[Collected data entries]
=== Begin Enclosure ===
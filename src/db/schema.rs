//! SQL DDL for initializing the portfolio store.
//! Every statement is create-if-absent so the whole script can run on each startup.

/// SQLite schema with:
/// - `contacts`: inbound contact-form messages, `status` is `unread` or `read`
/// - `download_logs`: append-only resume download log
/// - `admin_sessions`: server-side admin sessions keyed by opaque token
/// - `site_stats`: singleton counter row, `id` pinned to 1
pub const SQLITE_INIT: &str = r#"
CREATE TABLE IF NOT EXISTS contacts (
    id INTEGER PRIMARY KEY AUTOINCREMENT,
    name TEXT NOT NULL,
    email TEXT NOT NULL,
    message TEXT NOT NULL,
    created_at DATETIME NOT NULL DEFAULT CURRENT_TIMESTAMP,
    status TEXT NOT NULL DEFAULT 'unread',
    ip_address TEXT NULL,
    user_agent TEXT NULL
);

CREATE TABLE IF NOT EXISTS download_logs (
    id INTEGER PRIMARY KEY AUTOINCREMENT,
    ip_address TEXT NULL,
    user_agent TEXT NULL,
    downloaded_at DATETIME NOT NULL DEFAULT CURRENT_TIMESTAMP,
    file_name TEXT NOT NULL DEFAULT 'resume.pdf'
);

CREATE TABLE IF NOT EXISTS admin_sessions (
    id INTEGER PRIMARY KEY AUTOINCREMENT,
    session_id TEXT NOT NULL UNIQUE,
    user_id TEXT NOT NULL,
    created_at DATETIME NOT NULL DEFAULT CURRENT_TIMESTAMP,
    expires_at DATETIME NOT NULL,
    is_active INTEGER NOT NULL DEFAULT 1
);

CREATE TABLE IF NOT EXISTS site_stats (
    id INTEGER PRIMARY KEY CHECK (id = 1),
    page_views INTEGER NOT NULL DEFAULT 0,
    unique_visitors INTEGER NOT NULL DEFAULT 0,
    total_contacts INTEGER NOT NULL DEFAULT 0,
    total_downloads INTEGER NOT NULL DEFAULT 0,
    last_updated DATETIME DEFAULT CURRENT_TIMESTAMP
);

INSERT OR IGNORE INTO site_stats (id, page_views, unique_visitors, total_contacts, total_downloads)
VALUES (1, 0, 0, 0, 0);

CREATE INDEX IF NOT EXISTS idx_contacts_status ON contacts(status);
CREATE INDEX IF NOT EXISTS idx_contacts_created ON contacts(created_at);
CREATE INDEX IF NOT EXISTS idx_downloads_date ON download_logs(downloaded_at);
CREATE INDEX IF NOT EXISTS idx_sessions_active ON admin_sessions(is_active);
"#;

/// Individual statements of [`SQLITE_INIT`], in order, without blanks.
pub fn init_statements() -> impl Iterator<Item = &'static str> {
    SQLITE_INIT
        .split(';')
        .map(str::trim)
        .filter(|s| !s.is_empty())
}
=== End Enclosure ===
**EXERCISE OBJECTIVE**
All of the data above needs to be written out exactly.

**EXPECTED ANSWER**
filename src/db/schema.rs
//! SQL DDL for initializing the portfolio store.
//! Every statement is create-if-absent so the whole script can run on each startup.

/// SQLite schema with:
/// - `contacts`: inbound contact-form messages, `status` is `unread` or `read`
/// - `download_logs`: append-only resume download log
/// - `admin_sessions`: server-side admin sessions keyed by opaque token
/// - `site_stats`: singleton counter row, `id` pinned to 1
pub const SQLITE_INIT: &str = r#"
CREATE TABLE IF NOT EXISTS contacts (
    id INTEGER PRIMARY KEY AUTOINCREMENT,
    name TEXT NOT NULL,
    email TEXT NOT NULL,
    message TEXT NOT NULL,
    created_at DATETIME NOT NULL DEFAULT CURRENT_TIMESTAMP,
    status TEXT NOT NULL DEFAULT 'unread',
    ip_address TEXT NULL,
    user_agent TEXT NULL
);

CREATE TABLE IF NOT EXISTS download_logs (
    id INTEGER PRIMARY KEY AUTOINCREMENT,
    ip_address TEXT NULL,
    user_agent TEXT NULL,
    downloaded_at DATETIME NOT NULL DEFAULT CURRENT_TIMESTAMP,
    file_name TEXT NOT NULL DEFAULT 'resume.pdf'
);

CREATE TABLE IF NOT EXISTS admin_sessions (
    id INTEGER PRIMARY KEY AUTOINCREMENT,
    session_id TEXT NOT NULL UNIQUE,
    user_id TEXT NOT NULL,
    created_at DATETIME NOT NULL DEFAULT CURRENT_TIMESTAMP,
    expires_at DATETIME NOT NULL,
    is_active INTEGER NOT NULL DEFAULT 1
);

CREATE TABLE IF NOT EXISTS site_stats (
    id INTEGER PRIMARY KEY CHECK (id = 1),
    page_views INTEGER NOT NULL DEFAULT 0,
    unique_visitors INTEGER NOT NULL DEFAULT 0,
    total_contacts INTEGER NOT NULL DEFAULT 0,
    total_downloads INTEGER NOT NULL DEFAULT 0,
    last_updated DATETIME DEFAULT CURRENT_TIMESTAMP
);

INSERT OR IGNORE INTO site_stats (id, page_views, unique_visitors, total_contacts, total_downloads)
VALUES (1, 0, 0, 0, 0);

CREATE INDEX IF NOT EXISTS idx_contacts_status ON contacts(status);
CREATE INDEX IF NOT EXISTS idx_contacts_created ON contacts(created_at);
CREATE INDEX IF NOT EXISTS idx_downloads_date ON download_logs(downloaded_at);
CREATE INDEX IF NOT EXISTS idx_sessions_active ON admin_sessions(is_active);
"#;

/// Individual statements of [`SQLITE_INIT`], in order, without blanks.
pub fn init_statements() -> impl Iterator<Item = &'static str> {
    SQLITE_INIT
        .split(';')
        .map(str::trim)
        .filter(|s| !s.is_empty())
}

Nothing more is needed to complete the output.